脳梗塞後のめまいを改善させることは、平衡感覚の維持を司っている「前庭神経系」の働きを、他の神経に代替させることが目的となります。

そのため、実際に体を使った基本訓練を行って、前庭神経系の代償を促すことから始めます。

前庭神経系の代償が進んできた後は、より体の安定性を増すため、体幹の筋肉を鍛えるトレーニングに進むことが一般的です。

めまい回復のために行われるリハビリについて

体のバランスを保つためのリハビリ

めまいが残っているということは、体の安定性が失われているということなので、体のバランスを取れるようになることが最優先です。

基本的なリハビリではありますが、椅子から立ち上がったり座ったりを繰り返す、ゆっくりと歩行をするなどが有効だとされます。
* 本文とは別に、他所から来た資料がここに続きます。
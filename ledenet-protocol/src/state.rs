//! Device state response decoding.
//!
//! State frames are positional with no schema or version field:
//!
//! ```text
//! standard (14 bytes):
//! pos  0    1    2    3    4    5    6    7    8    9    10   11   12   13
//!     0x81 type pwr  pat  ?    dly  r    g    b    ww   ?    cw   mask csum
//!
//! legacy (11 bytes):
//!     0x66 type pwr  pat  ?    dly  r    g    b    ww   csum(unchecked)
//! ```
//!
//! Byte 1 is the controller sub-type and selects capability flags; byte
//! 2 is 0x23 (on) or 0x24 (off); byte 3 is the pattern code from which
//! the mode is derived.

use crate::codec;
use crate::error::ProtocolError;
use crate::pattern::{BuiltInEffect, PresetPattern};
use crate::variant::{Capabilities, ProtocolVariant};
use std::fmt;

/// Power byte value for "on".
pub const POWER_ON: u8 = 0x23;
/// Power byte value for "off".
pub const POWER_OFF: u8 = 0x24;

/// The operating mode derived from the pattern code and capabilities.
#[derive(Debug, Clone, Copy, PartialEq, Eq)]
pub enum DeviceMode {
    Color,
    WarmWhite,
    Preset,
    Custom,
    Sunrise,
    Sunset,
    /// Mode resolution is best-effort; callers must tolerate this.
    Unknown,
}

impl fmt::Display for DeviceMode {
    fn fmt(&self, f: &mut fmt::Formatter<'_>) -> fmt::Result {
        let s = match self {
            DeviceMode::Color => "color",
            DeviceMode::WarmWhite => "warm white",
            DeviceMode::Preset => "preset",
            DeviceMode::Custom => "custom",
            DeviceMode::Sunrise => "sunrise",
            DeviceMode::Sunset => "sunset",
            DeviceMode::Unknown => "unknown",
        };
        write!(f, "{s}")
    }
}

/// A fully decoded state snapshot.
///
/// Constructed only from a length-correct (and, for checksummed
/// variants, checksum-correct) response; a partial response never
/// produces one.
#[derive(Debug, Clone, PartialEq, Eq)]
pub struct DeviceState {
    /// The raw response bytes the snapshot was decoded from.
    pub raw: Vec<u8>,
    /// Controller sub-type byte.
    pub subtype: u8,
    pub power_on: bool,
    pub mode: DeviceMode,
    pub pattern_code: u8,
    /// Effect delay byte (1 fastest, 31 slowest).
    pub delay: u8,
    pub red: u8,
    pub green: u8,
    pub blue: u8,
    pub warm_white: u8,
    /// Cold-white level; only meaningful on dual-white devices.
    pub cold_white: u8,
    /// Capabilities derived from the sub-type byte.
    pub capabilities: Capabilities,
}

impl DeviceState {
    /// Decodes a state response for the given dialect.
    ///
    /// Fails on short input, and on checksum mismatch for variants
    /// that enable checksums. Legacy responses are never
    /// checksum-verified.
    pub fn decode(raw: &[u8], variant: ProtocolVariant) -> Result<Self, ProtocolError> {
        let expected = variant.state_response_len();
        if raw.len() < expected {
            return Err(ProtocolError::ShortResponse {
                expected,
                got: raw.len(),
            });
        }
        let raw = &raw[..expected];

        if variant.uses_checksum() {
            let actual = raw[expected - 1];
            let computed = codec::checksum(&raw[..expected - 1]);
            if computed != actual {
                return Err(ProtocolError::ChecksumMismatch {
                    expected: computed,
                    actual,
                });
            }
        }

        let subtype = raw[1];
        let capabilities = Capabilities::from_subtype(subtype);
        let pattern_code = raw[3];
        let warm_white = raw[9];
        let cold_white = if capabilities.dual_white && raw.len() > 11 {
            raw[11]
        } else {
            0
        };

        Ok(Self {
            raw: raw.to_vec(),
            subtype,
            power_on: raw[2] == POWER_ON,
            mode: determine_mode(capabilities, warm_white, pattern_code),
            pattern_code,
            delay: raw[5],
            red: raw[6],
            green: raw[7],
            blue: raw[8],
            warm_white,
            cold_white,
            capabilities,
        })
    }

    /// Sub-type 0x01 devices answer the standard query but speak the
    /// legacy dialect; the session downgrades on seeing this.
    pub fn refined_variant(&self) -> Option<ProtocolVariant> {
        (self.subtype == 0x01).then_some(ProtocolVariant::LegacyOriginal)
    }

    pub fn rgb(&self) -> (u8, u8, u8) {
        (self.red, self.green, self.blue)
    }

    /// Current brightness 0-255: the warm-white level in warm-white
    /// mode, otherwise the HSV value of the color channels.
    pub fn brightness(&self) -> u8 {
        if self.mode == DeviceMode::WarmWhite {
            self.warm_white
        } else {
            codec::brightness_of(self.rgb())
        }
    }

    /// Effect speed 0-100 derived from the delay byte.
    pub fn speed(&self) -> u8 {
        codec::delay_to_speed(self.delay)
    }
}

/// Derives the mode with fixed precedence: explicit color codes first,
/// then custom, then the preset range, then built-in effects.
fn determine_mode(caps: Capabilities, ww_level: u8, pattern_code: u8) -> DeviceMode {
    match pattern_code {
        0x61 | 0x62 => {
            if caps.rgbw_capable {
                DeviceMode::Color
            } else if ww_level != 0 {
                DeviceMode::WarmWhite
            } else {
                DeviceMode::Color
            }
        }
        0x60 => DeviceMode::Custom,
        0x41 | 0x00 => DeviceMode::Color,
        code if PresetPattern::is_valid(code) => DeviceMode::Preset,
        code => match BuiltInEffect::from_code(code) {
            Some(BuiltInEffect::Sunrise) => DeviceMode::Sunrise,
            Some(BuiltInEffect::Sunset) => DeviceMode::Sunset,
            None => DeviceMode::Unknown,
        },
    }
}
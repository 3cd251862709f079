//! # ledenet-protocol
//!
//! Wire protocol for Magic Home / LEDENET networked LED controllers.
//!
//! This crate provides:
//! - Pure byte codecs (percent/speed/brightness conversions, checksums)
//! - Command encoding for both known firmware dialects
//! - Positional decoding of state response frames
//! - The 14-byte timer slot codec and its 6-slot batch layout
//! - Preset and built-in effect code tables
//!
//! Everything here is transport-free; the TCP session lives in
//! `ledenet-client`.

pub mod codec;
pub mod command;
pub mod error;
pub mod pattern;
pub mod state;
pub mod timer;
pub mod variant;

pub use command::{ChannelWrite, Transition};
pub use error::ProtocolError;
pub use pattern::{BuiltInEffect, PresetPattern};
pub use state::{DeviceMode, DeviceState};
pub use timer::{RepeatMask, TimerAction, TimerSlot};
pub use variant::{Capabilities, ProtocolVariant};

/// Default TCP command port.
pub const DEFAULT_PORT: u16 = 5577;

/// State response length for the standard dialect.
pub const STATE_RESPONSE_LEN_STANDARD: usize = 14;

/// State response length for the original (legacy) dialect.
pub const STATE_RESPONSE_LEN_LEGACY: usize = 11;

/// Serialized size of one timer slot.
pub const TIMER_SLOT_LEN: usize = 14;

/// Number of timer slots always transmitted as a batch.
pub const TIMER_SLOT_COUNT: usize = 6;

/// Timer query response length (2 header bytes + 6 slots + 2 trailer bytes).
pub const TIMER_BLOCK_LEN: usize = 88;

/// Clock query response length.
pub const CLOCK_RESPONSE_LEN: usize = 12;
これらの基本的な動作を繰り返すことで、前庭神経系の代替機能が出来上がり、少しずつ体の平衡感覚が取り戻されていくためです。

筋肉を鍛えるためのリハビリ

体をしっかりと安定させるために、筋肉を鍛えるためのリハビリが取りいれられることもあります。

ただし、この場合は、体の芯の部分にある「体幹」を鍛えることであって、表面的な筋肉を鍛えるトレーニングではありません。

バランスボールや不安定なクッションなどの上に座り、体のバランスを取ろうとすることで、体幹は自然と鍛えられていきます。

体を臥せていない状態に慣れさせる

「浮動性めまい」のところでもご紹介しましたが、脳梗塞の治療が終わった後のめまいは、血流の変化によるものが原因の場合もあります。

その場合は、体幹トレーニングや歩行訓練よりも、ベッドから起き上がっている時間を増やすことが有効でしょう。

起き上がっている体の状態に慣れてくると、自然とめまいの症状が軽減されることもあるので、少しずつ体を慣らしていってください。

めまいの特効薬はあるのか?

医薬品によるめまいの治療を行うことは可能で、症状を抑えるためには、「7%炭酸水素ナトリウム」の点滴か静脈注射が用いられます。

脳循環改善薬、神経ビタミン、抗不安薬などが処方されていたこともありましたが、再審査の結果、」現在では脳循環改善薬は使用されていないようです。

また、「塩酸インデロキサジン」は脳神経の伝達を改善する作用を持つ医薬品ですが、めまいや耳鳴りにも効果的だと報告されており、めまい治療に用いられることがあります。

ですが、これらの治療薬は「特効薬」とは言えず、思うように症状が改善しないケースも存在します。

めまい治療に用いられる漢方薬

医薬品でめまいを改善できなかった方の中には、漢方薬を服用して、症状の改善を図る方もいるようです。

効果的な漢方薬としては、回転性のめまい、浮動性のめまいに対して適用になる「苓桂朮甘湯」が最も良いとされています。

めまい治療に使われる漢方薬は、慢性頭痛の漢方薬とも共通するとされているので、「呉茱萸湯」「桂枝人参湯」「釣藤散」「葛根湯」「五苓散」の5つも適用になる場合があります。

ただし、漢方薬はその人の体力の度合いや体形、体調によって処方が変化するので、漢方薬を服用したい場合は、医師に相談の上処方してもらうようにしてください。